*** Opening Given records ***

use axum::{
    extract::State as AxumState,
    http::StatusCode,
    response::{IntoResponse, Json, Response},
    routing::{get, post},
    Router,
};
use serde_json::json;
use std::time::Duration;

use careline::chat::{fallback_reply, ChatRequest};
use careline::rag::RiskLevel;
use careline::{Error, Uuid};

use crate::state::AppState;

const CHAT_TIMEOUT: Duration = Duration::from_secs(60);

pub fn routes() -> Router<AppState> {
    Router::new()
        .route("/chat", post(chat))
        .route("/health", get(health))
}

async fn chat(AxumState(state): AxumState<AppState>, Json(mut payload): Json<ChatRequest>) -> Response {
    // Assigned up front so a timed-out turn can still name its conversation.
    let conversation_id = *payload.conversation_id.get_or_insert_with(Uuid::new_v4);
    tracing::info!(conversation_id = %conversation_id, user_id = %payload.user_id, "Chat request");

    match tokio::time::timeout(CHAT_TIMEOUT, state.chat.process_message(payload)).await {
        Ok(Ok(reply)) => Json(reply).into_response(),
        Ok(Err(failure)) => {
            let status = if matches!(failure.error, Error::Validation(_)) {
                StatusCode::BAD_REQUEST
            } else {
                tracing::error!(conversation_id = %failure.conversation_id, error = %failure.error, "Chat turn failed");
                StatusCode::INTERNAL_SERVER_ERROR
            };
            let body = json!({
                "conversation_id": failure.conversation_id,
                "reply": failure.reply,
                "detail": failure.error.to_string(),
            });
            (status, Json(body)).into_response()
        }
        Err(_) => {
            tracing::warn!(conversation_id = %conversation_id, "Chat request timeout after 60 seconds");
            let body = json!({
                "conversation_id": conversation_id,
                "reply": fallback_reply(RiskLevel::None),
                "detail": "request timed out",
            });
            (StatusCode::INTERNAL_SERVER_ERROR, Json(body)).into_response()
        }
    }
}

async fn health() -> Json<serde_json::Value> {
    Json(json!({ "status": "ok" }))
}
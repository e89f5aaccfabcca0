use axum::{
    extract::{Path, Query, State as AxumState},
    response::Json,
    routing::get,
    Router,
};
use serde::{Deserialize, Serialize};

use careline::types::{
    DocumentFilter, DocumentUpdate, KnowledgeDocument, NewDocument, Paging, RetrievalHit,
};
use careline::Uuid;

use crate::api_error::{parse_id, ApiError, ApiResult};
use crate::state::AppState;

const DEFAULT_SEARCH_K: usize = 5;
const MAX_SEARCH_K: usize = 50;

#[derive(Debug, Deserialize)]
struct DocumentQuery {
    source: Option<String>,
    category: Option<String>,
    lang: Option<String>,
    skip: Option<usize>,
    limit: Option<usize>,
}

#[derive(Debug, Deserialize)]
struct SearchQuery {
    q: String,
    k: Option<usize>,
    category: Option<String>,
    lang: Option<String>,
    source: Option<String>,
}

#[derive(Debug, Serialize)]
pub struct DocumentList {
    pub documents: Vec<KnowledgeDocument>,
    pub total: usize,
}

#[derive(Debug, Serialize)]
struct SearchResults {
    query: String,
    results: Vec<RetrievalHit>,
}

#[derive(Debug, Serialize)]
pub struct Deleted {
    pub message: String,
    pub id: Uuid,
}

pub fn routes() -> Router<AppState> {
    Router::new()
        .route("/knowledge/documents", get(list_documents).post(add_document))
        .route(
            "/knowledge/documents/:id",
            get(get_document).put(update_document).delete(delete_document),
        )
        .route("/knowledge/search", get(search))
}

async fn add_document(
    AxumState(state): AxumState<AppState>,
    Json(new): Json<NewDocument>,
) -> ApiResult<KnowledgeDocument> {
    Ok(Json(state.knowledge.add_document(new).await?))
}

async fn list_documents(
    AxumState(state): AxumState<AppState>,
    Query(query): Query<DocumentQuery>,
) -> ApiResult<DocumentList> {
    let filter = DocumentFilter {
        category: query.category,
        lang: query.lang,
        source: query.source,
    };
    let default = Paging::default();
    let paging = Paging {
        skip: query.skip.unwrap_or(default.skip),
        limit: query.limit.unwrap_or(default.limit).clamp(1, 500),
    };
    let (documents, total) = state.knowledge.list_documents(filter, paging).await?;
    Ok(Json(DocumentList { documents, total }))
}

async fn get_document(
    AxumState(state): AxumState<AppState>,
    Path(id): Path<String>,
) -> ApiResult<KnowledgeDocument> {
    let id = parse_id(&id)?;
    state
        .knowledge
        .get_document(id)
        .await?
        .map(Json)
        .ok_or_else(|| ApiError::not_found(format!("document {} not found", id)))
}

async fn update_document(
    AxumState(state): AxumState<AppState>,
    Path(id): Path<String>,
    Json(update): Json<DocumentUpdate>,
) -> ApiResult<KnowledgeDocument> {
    let id = parse_id(&id)?;
    Ok(Json(state.knowledge.update_document(id, update).await?))
}

async fn delete_document(
    AxumState(state): AxumState<AppState>,
    Path(id): Path<String>,
) -> ApiResult<Deleted> {
    let id = parse_id(&id)?;
    if !state.knowledge.delete_document(id).await? {
        return Err(ApiError::not_found(format!("document {} not found", id)));
    }
    Ok(Json(Deleted {
        message: "document deleted".to_string(),
        id,
    }))
}

async fn search(
    AxumState(state): AxumState<AppState>,
    Query(query): Query<SearchQuery>,
) -> ApiResult<SearchResults> {
    let q = query.q.trim().to_string();
    if q.is_empty() {
        return Err(ApiError::bad_request("q must not be empty"));
    }
    let k = query.k.unwrap_or(DEFAULT_SEARCH_K).clamp(1, MAX_SEARCH_K);
    let filter = DocumentFilter {
        category: query.category,
        lang: query.lang,
        source: query.source,
    };
    let results = state.knowledge.search(&q, k, &filter).await?;
    Ok(Json(SearchResults { query: q, results }))
}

*** Closing Given records ***

• [Description of the task] Among the lines of the data, find every one that holds "RiskLevel" and copy it.

• [Reply]
use careline::rag::RiskLevel;
                "reply": fallback_reply(RiskLevel::None),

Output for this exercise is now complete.